* What to do:
What is the number of lines in these entries that include "anchor"? Write that number and no other text.

### Input

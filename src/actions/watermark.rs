//! `watermark` — composite a stored image onto the canvas.
//!
//! Grammar: `watermark,image_<base64url(key)>,t_90,g_se,x_10,y_10`. The
//! overlay is fetched through the context's byte store under the decoded
//! key, positioned by gravity plus the x/y inset, and blended with `t_`
//! percent opacity. An overlay larger than the canvas is a silent no-op.
//! Disabled for animated sources.

use super::{Action, Gravity, split_kv};
use crate::context::ProcessingContext;
use crate::engine::{LoadOptions, OverlaySpec, PixelFormat};
use crate::error::{PipelineError, Result};
use base64::Engine as _;
use base64::engine::general_purpose::URL_SAFE_NO_PAD;
use log::debug;

const HINT: &str = "Watermark param error, e.g: watermark,image_<base64url key>";

#[derive(Debug, Clone, PartialEq, Eq)]
pub struct WatermarkOpts {
    pub key: String,
    /// Opacity percentage, 0–100.
    pub opacity: u32,
    pub gravity: Gravity,
    pub x: u32,
    pub y: u32,
}

pub struct WatermarkAction;

impl WatermarkAction {
    pub fn options(params: &[String]) -> Result<WatermarkOpts> {
        if params.len() < 2 {
            return Err(PipelineError::invalid(HINT));
        }
        let mut opt = WatermarkOpts {
            key: String::new(),
            opacity: 100,
            gravity: Gravity::SouthEast,
            x: 10,
            y: 10,
        };
        for param in &params[1..] {
            match split_kv(param) {
                ("image", value) => {
                    let decoded = URL_SAFE_NO_PAD.decode(value).map_err(|_| {
                        PipelineError::invalid("Watermark image key must be base64url")
                    })?;
                    opt.key = String::from_utf8(decoded).map_err(|_| {
                        PipelineError::invalid("Watermark image key must be base64url")
                    })?;
                }
                ("t", value) => {
                    opt.opacity = super::parse_ranged_u32(
                        value,
                        0,
                        100,
                        "Watermark transparency must be between 0 and 100",
                    )?;
                }
                ("g", value) => {
                    opt.gravity = Gravity::from_param(value)
                        .ok_or_else(|| PipelineError::invalid(HINT))?;
                }
                ("x", value) => opt.x = super::parse_ranged_u32(value, 0, 4096, HINT)?,
                ("y", value) => opt.y = super::parse_ranged_u32(value, 0, 4096, HINT)?,
                _ => return Err(PipelineError::invalid(HINT)),
            }
        }
        if opt.key.is_empty() {
            return Err(PipelineError::invalid(HINT));
        }
        Ok(opt)
    }
}

impl Action for WatermarkAction {
    fn name(&self) -> &'static str {
        "watermark"
    }

    fn validate(&self, params: &[String]) -> Result<()> {
        Self::options(params).map(|_| ())
    }

    fn before_process(&self, ctx: &mut ProcessingContext, _params: &[String], index: usize) {
        if ctx.info.format == PixelFormat::Gif {
            ctx.mask.disable(index);
        }
    }

    fn process(&self, ctx: &mut ProcessingContext, params: &[String]) -> Result<()> {
        let opt = Self::options(params)?;
        let object = ctx.store.get(&opt.key)?;
        let overlay = ctx
            .engine
            .load(&object.bytes, &LoadOptions { all_frames: false })
            .map_err(|e| PipelineError::engine(self.name(), e))?;

        let (sw, sh) = (ctx.info.width, ctx.info.height);
        let (ow, oh) = overlay.dimensions();
        if ow > sw || oh > sh {
            debug!("watermark {}x{} exceeds canvas {sw}x{sh}; skipping", ow, oh);
            return Ok(());
        }

        let anchor = opt.gravity.anchor((sw, sh), (ow, oh));
        // Insets push the overlay toward the interior of the canvas.
        let x = anchor.0 as i64
            + match opt.gravity {
                Gravity::NorthWest | Gravity::West | Gravity::SouthWest => opt.x as i64,
                Gravity::North | Gravity::Center | Gravity::South => 0,
                Gravity::NorthEast | Gravity::East | Gravity::SouthEast => -(opt.x as i64),
            };
        let y = anchor.1 as i64
            + match opt.gravity {
                Gravity::NorthWest | Gravity::North | Gravity::NorthEast => opt.y as i64,
                Gravity::West | Gravity::Center | Gravity::East => 0,
                Gravity::SouthWest | Gravity::South | Gravity::SouthEast => -(opt.y as i64),
            };
        let spec = OverlaySpec {
            x: x.max(0),
            y: y.max(0),
            opacity: opt.opacity as f32 / 100.0,
        };
        ctx.engine
            .overlay(&mut ctx.handle, &overlay, &spec)
            .map_err(|e| PipelineError::engine(self.name(), e))
    }
}

#[cfg(test)]
mod tests {
    use super::*;
    use crate::engine::tests::{MockEngine, RecordedOp};
    use crate::store::MemStore;
    use crate::store::tests::RecordingStore;
    use crate::test_helpers::{params, test_ctx};

    fn encoded_key(key: &str) -> String {
        URL_SAFE_NO_PAD.encode(key)
    }

    #[test]
    fn decodes_the_image_key() {
        let instruction = format!("watermark,image_{},t_50,g_nw", encoded_key("logo.png"));
        let opt = WatermarkAction::options(&params(&instruction)).unwrap();
        assert_eq!(opt.key, "logo.png");
        assert_eq!(opt.opacity, 50);
        assert_eq!(opt.gravity, Gravity::NorthWest);
    }

    #[test]
    fn defaults_mirror_the_grammar() {
        let instruction = format!("watermark,image_{}", encoded_key("logo.png"));
        let opt = WatermarkAction::options(&params(&instruction)).unwrap();
        assert_eq!(opt.opacity, 100);
        assert_eq!(opt.gravity, Gravity::SouthEast);
        assert_eq!((opt.x, opt.y), (10, 10));
    }

    #[test]
    fn rejects_missing_or_undecodable_key() {
        assert!(WatermarkAction::options(&params("watermark")).is_err());
        assert!(WatermarkAction::options(&params("watermark,t_50")).is_err());
        assert!(WatermarkAction::options(&params("watermark,image_%%%")).is_err());
    }

    #[test]
    fn fetches_the_overlay_through_the_context_store() {
        let engine = MockEngine::new(PixelFormat::Jpeg);
        let inner = MemStore::new();
        inner.insert("logo.png", vec![1, 2, 3]);
        let store = RecordingStore::new(inner);
        let instruction = format!("watermark,image_{}", encoded_key("logo.png"));
        let mut ctx = test_ctx(&engine, &store, &instruction);

        WatermarkAction
            .process(&mut ctx, &params(&instruction))
            .unwrap();

        assert_eq!(store.gets.lock().unwrap().as_slice(), ["logo.png"]);
        assert!(
            engine
                .recorded()
                .iter()
                .any(|op| matches!(op, RecordedOp::Overlay))
        );
    }
}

######

* Written answer:
3